**EXERCISE**
Select and copy out every line in the records containing "library".

Dataset records:
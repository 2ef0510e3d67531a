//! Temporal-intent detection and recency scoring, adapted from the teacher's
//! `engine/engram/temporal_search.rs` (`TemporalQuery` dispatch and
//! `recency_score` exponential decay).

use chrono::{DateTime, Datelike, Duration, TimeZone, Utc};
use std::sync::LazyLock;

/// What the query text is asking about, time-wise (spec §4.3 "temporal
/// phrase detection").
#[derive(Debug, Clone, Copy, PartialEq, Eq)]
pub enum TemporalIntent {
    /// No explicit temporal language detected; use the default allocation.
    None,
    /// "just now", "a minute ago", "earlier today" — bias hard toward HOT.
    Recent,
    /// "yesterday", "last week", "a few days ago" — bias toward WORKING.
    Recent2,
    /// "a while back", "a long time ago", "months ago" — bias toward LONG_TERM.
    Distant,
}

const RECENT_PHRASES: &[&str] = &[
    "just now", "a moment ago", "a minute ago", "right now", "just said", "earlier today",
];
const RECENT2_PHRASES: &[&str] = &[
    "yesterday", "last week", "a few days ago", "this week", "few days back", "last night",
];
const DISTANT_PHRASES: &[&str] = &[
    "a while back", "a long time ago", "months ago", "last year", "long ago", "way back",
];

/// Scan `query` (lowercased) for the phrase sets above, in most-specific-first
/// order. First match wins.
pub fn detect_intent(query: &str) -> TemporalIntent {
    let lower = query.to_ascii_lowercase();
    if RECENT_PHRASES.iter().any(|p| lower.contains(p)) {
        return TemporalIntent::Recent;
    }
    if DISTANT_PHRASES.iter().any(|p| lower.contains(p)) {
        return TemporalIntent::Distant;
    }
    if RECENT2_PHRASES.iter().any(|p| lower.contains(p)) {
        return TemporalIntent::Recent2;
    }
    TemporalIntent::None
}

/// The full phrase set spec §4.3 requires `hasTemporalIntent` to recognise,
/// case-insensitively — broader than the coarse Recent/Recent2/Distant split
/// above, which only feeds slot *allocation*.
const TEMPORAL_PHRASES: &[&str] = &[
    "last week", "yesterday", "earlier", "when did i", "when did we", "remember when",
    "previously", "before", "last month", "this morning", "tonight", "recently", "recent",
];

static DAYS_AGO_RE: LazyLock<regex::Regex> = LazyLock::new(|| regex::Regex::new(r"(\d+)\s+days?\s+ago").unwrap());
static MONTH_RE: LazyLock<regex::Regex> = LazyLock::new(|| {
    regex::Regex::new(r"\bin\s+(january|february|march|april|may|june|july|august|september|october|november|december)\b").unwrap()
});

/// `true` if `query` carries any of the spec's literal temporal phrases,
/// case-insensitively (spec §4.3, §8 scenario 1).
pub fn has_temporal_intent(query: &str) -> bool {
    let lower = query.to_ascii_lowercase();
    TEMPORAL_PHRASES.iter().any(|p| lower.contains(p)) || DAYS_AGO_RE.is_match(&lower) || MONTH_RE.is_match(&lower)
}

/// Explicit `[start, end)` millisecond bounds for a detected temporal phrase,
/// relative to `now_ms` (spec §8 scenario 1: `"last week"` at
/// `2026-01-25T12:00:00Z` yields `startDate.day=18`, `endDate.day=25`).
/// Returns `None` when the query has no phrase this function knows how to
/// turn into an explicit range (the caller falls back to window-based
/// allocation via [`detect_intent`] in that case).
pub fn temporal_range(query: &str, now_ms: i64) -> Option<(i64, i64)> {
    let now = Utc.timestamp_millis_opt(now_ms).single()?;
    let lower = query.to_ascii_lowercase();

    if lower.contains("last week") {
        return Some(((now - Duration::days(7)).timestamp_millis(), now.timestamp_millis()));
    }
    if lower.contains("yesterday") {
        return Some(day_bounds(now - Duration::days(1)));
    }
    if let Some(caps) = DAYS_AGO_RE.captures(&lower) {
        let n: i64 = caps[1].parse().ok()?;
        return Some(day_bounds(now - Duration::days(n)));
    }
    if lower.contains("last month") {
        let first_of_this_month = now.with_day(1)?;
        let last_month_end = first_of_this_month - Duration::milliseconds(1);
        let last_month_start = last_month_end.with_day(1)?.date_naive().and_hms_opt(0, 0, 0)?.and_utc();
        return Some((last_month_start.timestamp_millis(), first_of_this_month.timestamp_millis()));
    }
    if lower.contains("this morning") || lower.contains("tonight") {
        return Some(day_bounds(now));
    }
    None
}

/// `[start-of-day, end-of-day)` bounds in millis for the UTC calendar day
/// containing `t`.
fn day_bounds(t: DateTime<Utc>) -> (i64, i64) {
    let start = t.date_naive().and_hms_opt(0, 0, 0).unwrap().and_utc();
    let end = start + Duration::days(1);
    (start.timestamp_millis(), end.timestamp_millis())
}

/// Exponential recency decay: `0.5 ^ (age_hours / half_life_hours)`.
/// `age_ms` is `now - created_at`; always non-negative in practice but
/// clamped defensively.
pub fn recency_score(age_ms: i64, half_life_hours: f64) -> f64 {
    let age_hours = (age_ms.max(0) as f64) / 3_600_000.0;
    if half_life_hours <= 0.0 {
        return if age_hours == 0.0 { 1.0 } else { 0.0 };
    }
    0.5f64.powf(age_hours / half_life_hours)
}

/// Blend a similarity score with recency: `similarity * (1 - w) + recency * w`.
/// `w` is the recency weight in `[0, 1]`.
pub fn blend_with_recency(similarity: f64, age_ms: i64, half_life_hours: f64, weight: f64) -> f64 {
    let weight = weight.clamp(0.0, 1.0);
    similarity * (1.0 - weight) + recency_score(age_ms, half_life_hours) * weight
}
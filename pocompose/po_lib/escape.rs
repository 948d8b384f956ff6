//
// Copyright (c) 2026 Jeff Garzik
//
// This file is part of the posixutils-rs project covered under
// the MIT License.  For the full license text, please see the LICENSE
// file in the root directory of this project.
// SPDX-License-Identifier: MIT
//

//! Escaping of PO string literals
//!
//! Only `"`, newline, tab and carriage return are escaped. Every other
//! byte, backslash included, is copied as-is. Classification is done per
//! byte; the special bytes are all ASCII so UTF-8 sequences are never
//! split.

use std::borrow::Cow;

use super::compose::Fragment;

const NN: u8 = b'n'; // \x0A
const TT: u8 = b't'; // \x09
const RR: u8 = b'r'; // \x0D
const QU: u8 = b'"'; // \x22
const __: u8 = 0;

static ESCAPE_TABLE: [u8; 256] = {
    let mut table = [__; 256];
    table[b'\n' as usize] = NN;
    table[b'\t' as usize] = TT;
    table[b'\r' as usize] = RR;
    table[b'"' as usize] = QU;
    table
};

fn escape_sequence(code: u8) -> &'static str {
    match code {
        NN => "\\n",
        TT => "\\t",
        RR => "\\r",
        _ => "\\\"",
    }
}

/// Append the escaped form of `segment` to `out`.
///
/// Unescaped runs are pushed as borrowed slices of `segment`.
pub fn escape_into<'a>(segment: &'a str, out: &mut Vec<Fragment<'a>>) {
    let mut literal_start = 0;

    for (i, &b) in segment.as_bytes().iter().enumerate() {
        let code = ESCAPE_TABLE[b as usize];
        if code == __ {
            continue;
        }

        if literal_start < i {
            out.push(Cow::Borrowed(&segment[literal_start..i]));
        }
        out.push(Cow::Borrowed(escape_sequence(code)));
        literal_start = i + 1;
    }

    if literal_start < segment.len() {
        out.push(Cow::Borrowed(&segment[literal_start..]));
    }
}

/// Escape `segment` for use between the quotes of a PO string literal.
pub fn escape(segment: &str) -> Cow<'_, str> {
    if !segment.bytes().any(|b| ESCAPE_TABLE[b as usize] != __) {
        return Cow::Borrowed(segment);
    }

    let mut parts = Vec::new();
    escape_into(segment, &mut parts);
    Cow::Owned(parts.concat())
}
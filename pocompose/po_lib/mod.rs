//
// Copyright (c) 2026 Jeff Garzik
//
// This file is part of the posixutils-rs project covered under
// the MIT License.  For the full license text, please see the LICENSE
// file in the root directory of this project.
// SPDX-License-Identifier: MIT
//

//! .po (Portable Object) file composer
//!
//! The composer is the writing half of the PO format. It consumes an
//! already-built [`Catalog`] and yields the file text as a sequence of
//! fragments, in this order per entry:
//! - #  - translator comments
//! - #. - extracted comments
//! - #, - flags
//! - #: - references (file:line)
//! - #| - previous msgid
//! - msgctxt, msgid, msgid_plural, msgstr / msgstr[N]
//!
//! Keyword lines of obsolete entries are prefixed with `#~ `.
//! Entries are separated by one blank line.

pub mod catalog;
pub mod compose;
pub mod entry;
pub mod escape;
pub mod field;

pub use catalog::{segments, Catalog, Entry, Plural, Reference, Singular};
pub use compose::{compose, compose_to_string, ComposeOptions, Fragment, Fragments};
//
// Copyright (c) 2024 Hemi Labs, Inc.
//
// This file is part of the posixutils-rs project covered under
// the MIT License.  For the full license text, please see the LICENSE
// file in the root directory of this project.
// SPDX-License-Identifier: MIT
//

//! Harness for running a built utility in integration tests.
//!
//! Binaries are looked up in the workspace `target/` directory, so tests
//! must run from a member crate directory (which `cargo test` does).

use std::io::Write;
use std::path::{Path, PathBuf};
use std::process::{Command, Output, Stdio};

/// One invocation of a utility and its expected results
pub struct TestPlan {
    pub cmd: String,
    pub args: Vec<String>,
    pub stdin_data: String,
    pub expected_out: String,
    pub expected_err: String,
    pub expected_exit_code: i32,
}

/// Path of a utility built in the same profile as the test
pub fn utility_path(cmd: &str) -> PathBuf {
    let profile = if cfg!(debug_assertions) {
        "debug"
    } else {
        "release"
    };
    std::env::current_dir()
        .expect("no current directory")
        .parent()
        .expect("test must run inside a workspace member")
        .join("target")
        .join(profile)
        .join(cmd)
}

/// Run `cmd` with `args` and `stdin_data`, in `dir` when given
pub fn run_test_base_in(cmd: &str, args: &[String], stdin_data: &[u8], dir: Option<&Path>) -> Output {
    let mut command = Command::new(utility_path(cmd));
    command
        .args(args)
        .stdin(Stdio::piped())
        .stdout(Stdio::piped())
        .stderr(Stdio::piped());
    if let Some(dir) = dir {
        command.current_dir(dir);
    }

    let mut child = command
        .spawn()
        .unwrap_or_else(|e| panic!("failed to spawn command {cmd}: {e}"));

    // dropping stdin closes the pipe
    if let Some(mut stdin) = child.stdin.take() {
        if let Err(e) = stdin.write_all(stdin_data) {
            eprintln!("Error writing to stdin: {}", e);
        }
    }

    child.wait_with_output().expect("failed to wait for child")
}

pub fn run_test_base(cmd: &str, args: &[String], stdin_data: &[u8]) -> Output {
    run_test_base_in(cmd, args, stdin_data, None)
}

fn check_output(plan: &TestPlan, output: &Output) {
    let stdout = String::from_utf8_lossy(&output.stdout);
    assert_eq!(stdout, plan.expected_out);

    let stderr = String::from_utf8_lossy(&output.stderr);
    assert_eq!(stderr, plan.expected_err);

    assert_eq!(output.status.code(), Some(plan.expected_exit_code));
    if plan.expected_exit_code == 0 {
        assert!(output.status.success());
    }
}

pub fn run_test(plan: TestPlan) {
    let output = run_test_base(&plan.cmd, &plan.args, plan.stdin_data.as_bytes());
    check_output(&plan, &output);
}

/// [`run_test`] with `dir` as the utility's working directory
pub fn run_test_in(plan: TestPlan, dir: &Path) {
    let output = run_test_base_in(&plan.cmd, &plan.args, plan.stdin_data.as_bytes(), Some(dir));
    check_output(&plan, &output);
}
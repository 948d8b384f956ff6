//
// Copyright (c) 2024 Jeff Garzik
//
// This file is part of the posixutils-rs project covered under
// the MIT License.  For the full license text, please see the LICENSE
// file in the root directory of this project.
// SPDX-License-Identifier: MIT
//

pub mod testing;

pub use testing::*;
* * *
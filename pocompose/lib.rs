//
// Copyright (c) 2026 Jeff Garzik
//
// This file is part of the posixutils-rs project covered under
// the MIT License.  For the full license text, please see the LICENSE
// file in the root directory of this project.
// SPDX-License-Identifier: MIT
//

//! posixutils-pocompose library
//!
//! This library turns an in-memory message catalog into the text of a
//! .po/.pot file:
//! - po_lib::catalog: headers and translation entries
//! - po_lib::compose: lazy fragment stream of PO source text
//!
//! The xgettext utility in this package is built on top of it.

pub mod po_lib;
* * *
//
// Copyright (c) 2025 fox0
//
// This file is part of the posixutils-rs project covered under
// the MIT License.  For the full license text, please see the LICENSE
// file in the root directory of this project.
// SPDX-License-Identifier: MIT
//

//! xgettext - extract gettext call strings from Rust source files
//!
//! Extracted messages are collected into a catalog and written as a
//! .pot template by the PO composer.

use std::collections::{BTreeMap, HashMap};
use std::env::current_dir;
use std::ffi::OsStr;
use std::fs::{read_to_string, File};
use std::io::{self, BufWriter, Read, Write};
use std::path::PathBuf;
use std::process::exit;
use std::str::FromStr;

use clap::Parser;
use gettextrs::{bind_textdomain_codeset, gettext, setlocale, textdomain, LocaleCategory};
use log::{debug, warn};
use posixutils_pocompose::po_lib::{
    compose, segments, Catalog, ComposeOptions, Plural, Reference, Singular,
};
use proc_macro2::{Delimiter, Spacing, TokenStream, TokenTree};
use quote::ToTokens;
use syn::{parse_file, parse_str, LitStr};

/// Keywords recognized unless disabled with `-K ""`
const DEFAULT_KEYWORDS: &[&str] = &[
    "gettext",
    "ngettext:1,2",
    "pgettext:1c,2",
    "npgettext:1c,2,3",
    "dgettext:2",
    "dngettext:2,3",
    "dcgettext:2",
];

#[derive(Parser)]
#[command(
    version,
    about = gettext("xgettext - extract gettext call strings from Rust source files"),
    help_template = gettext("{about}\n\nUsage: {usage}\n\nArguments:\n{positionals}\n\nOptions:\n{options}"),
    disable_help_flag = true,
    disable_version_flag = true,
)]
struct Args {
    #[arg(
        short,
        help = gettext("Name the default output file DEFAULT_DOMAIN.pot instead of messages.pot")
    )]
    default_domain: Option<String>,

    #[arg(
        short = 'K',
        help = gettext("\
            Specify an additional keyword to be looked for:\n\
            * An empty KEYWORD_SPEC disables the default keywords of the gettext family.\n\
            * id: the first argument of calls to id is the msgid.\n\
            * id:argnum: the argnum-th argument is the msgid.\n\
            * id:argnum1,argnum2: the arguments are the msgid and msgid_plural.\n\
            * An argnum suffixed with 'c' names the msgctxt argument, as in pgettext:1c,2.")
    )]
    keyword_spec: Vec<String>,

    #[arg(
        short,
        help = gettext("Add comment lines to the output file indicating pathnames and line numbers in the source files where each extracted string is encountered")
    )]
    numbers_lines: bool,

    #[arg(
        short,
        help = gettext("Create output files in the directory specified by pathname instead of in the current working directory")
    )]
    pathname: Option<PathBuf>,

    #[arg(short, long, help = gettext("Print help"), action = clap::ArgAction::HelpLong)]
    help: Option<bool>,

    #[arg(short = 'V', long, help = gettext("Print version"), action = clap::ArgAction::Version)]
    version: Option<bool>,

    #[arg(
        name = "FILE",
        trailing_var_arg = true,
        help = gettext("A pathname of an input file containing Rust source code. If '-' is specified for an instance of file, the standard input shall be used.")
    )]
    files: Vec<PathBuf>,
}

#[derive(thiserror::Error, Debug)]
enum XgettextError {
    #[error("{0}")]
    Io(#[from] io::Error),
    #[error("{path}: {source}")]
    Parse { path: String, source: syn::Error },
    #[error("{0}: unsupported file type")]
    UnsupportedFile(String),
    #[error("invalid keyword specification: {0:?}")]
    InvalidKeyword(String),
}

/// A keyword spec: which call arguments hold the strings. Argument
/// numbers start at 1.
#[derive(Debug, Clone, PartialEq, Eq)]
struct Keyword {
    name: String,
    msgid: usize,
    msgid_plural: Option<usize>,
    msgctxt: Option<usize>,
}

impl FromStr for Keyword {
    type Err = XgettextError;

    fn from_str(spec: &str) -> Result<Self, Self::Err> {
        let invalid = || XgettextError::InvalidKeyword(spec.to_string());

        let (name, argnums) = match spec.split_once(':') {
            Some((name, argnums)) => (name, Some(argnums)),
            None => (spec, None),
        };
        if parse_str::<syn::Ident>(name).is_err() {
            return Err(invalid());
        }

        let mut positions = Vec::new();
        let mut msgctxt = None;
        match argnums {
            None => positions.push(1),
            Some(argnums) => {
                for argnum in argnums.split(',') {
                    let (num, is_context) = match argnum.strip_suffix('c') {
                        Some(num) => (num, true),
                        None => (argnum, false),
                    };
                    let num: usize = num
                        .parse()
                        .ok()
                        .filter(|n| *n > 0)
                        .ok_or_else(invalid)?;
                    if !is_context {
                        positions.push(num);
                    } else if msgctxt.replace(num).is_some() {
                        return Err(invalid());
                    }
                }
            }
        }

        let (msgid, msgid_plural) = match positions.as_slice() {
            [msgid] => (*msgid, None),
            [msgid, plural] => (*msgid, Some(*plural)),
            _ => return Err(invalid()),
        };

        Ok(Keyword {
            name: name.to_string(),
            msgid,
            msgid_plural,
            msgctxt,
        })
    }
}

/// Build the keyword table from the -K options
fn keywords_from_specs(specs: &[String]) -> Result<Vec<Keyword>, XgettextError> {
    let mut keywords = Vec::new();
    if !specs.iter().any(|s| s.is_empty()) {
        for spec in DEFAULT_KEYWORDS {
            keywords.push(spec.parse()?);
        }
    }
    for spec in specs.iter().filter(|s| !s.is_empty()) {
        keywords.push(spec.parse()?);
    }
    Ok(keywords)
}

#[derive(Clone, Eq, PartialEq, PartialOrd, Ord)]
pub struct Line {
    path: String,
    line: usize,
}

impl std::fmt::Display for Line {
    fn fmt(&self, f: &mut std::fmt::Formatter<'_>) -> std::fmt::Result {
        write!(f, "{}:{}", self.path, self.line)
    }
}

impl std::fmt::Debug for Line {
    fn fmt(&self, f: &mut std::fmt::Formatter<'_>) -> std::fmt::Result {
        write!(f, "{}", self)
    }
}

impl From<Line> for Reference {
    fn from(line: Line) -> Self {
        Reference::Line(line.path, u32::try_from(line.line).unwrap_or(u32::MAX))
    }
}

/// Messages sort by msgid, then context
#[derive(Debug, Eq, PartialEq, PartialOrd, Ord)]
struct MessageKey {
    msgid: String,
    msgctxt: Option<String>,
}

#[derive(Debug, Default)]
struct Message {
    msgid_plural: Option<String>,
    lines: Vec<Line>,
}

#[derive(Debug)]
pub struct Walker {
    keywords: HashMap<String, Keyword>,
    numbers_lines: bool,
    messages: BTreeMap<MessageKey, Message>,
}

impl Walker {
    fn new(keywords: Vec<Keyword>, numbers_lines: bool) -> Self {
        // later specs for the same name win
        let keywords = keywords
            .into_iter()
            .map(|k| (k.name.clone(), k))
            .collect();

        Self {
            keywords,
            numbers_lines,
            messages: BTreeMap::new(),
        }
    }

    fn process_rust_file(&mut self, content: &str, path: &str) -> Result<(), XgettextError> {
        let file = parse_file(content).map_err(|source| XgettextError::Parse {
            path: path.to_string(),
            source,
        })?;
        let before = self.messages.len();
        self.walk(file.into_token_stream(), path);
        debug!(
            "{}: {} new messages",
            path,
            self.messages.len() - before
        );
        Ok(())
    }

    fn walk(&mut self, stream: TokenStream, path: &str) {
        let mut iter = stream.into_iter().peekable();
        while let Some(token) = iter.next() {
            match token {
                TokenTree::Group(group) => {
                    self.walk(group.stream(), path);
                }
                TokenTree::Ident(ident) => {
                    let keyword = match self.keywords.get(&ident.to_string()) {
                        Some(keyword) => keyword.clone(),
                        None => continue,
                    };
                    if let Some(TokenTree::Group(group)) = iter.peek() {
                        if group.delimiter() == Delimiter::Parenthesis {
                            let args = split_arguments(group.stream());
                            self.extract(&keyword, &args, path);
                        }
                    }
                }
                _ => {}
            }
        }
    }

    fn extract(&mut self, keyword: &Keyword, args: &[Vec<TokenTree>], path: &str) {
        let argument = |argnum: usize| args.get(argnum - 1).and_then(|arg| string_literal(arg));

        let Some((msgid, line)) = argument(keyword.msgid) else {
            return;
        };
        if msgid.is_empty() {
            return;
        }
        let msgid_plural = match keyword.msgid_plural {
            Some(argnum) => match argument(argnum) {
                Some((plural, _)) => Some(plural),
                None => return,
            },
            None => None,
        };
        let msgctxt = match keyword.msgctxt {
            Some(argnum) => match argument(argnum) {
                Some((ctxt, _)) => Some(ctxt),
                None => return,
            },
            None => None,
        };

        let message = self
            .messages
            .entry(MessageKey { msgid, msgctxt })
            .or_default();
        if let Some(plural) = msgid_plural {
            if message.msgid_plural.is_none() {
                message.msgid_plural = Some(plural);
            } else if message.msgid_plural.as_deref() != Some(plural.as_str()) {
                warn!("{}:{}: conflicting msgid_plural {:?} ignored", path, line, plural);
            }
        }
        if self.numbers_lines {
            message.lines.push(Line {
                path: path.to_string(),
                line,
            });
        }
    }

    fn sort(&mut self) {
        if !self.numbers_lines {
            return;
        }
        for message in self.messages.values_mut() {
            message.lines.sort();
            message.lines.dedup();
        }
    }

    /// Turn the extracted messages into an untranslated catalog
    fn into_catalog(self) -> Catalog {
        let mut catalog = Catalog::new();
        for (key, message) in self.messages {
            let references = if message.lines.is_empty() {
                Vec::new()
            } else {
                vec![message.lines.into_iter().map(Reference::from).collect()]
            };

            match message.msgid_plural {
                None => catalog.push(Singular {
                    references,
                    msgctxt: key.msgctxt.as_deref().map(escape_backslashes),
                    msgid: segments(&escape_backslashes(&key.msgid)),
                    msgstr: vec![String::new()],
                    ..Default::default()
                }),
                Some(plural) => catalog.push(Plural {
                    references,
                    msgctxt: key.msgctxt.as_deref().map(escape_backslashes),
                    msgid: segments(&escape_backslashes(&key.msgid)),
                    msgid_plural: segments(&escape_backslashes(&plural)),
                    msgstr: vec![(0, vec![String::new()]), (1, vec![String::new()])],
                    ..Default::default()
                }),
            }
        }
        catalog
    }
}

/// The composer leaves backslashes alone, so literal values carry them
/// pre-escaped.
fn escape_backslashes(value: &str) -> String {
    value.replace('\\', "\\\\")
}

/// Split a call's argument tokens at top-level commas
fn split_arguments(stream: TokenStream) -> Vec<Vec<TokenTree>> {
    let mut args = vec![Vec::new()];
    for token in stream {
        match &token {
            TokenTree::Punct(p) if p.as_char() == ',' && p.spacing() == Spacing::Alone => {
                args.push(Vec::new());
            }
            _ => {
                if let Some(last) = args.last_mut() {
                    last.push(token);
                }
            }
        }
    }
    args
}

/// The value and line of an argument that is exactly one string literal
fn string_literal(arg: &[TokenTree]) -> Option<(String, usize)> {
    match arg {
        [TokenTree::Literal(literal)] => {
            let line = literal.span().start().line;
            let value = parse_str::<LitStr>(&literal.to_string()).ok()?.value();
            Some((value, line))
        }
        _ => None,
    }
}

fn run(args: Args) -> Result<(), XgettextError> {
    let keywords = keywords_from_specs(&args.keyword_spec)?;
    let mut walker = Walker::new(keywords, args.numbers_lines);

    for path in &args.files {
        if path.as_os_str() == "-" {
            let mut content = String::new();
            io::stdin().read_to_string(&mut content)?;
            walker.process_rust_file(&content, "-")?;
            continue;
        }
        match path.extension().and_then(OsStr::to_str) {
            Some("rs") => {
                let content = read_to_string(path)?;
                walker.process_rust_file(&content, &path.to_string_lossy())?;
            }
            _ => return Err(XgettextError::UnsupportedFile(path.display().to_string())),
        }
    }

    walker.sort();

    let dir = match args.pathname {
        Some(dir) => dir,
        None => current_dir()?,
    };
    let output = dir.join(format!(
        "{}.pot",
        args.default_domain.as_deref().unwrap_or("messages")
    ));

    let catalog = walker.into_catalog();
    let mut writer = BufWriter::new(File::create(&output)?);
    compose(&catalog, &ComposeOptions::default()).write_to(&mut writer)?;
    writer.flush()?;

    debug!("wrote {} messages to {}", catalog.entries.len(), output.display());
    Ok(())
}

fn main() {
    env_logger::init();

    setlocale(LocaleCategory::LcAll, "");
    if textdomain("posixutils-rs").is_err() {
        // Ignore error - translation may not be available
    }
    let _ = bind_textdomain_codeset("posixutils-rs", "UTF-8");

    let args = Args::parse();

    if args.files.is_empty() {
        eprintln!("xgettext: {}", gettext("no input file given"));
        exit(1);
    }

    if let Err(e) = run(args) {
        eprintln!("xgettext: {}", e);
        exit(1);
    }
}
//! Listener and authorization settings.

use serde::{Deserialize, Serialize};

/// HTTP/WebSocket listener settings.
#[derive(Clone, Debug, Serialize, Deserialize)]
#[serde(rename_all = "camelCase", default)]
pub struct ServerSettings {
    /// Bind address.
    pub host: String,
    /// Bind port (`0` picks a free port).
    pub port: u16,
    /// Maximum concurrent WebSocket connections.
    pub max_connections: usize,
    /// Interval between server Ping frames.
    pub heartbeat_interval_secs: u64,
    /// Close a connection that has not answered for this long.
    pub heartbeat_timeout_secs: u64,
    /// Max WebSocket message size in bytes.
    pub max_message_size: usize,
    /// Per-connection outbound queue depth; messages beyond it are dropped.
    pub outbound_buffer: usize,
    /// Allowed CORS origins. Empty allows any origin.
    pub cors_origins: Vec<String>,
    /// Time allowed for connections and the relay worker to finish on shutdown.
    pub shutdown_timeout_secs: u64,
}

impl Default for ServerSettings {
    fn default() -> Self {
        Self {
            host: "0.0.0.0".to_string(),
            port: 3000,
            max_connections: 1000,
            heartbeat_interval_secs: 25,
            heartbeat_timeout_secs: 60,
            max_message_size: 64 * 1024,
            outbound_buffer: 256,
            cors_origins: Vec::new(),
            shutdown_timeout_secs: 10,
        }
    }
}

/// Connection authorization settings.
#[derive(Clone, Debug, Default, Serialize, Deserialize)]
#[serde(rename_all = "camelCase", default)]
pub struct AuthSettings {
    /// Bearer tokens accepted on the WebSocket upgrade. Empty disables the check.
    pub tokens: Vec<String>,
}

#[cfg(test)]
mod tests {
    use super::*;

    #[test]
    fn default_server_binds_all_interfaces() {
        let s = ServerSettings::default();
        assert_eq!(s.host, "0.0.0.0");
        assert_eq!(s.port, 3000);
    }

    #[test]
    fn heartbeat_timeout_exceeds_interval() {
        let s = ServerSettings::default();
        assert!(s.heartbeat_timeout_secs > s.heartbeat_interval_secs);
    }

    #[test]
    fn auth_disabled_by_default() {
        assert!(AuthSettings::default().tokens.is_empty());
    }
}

**REPLY TO THE TASK**
//! posixutils-pocompose library
//! This library turns an in-memory message catalog into the text of a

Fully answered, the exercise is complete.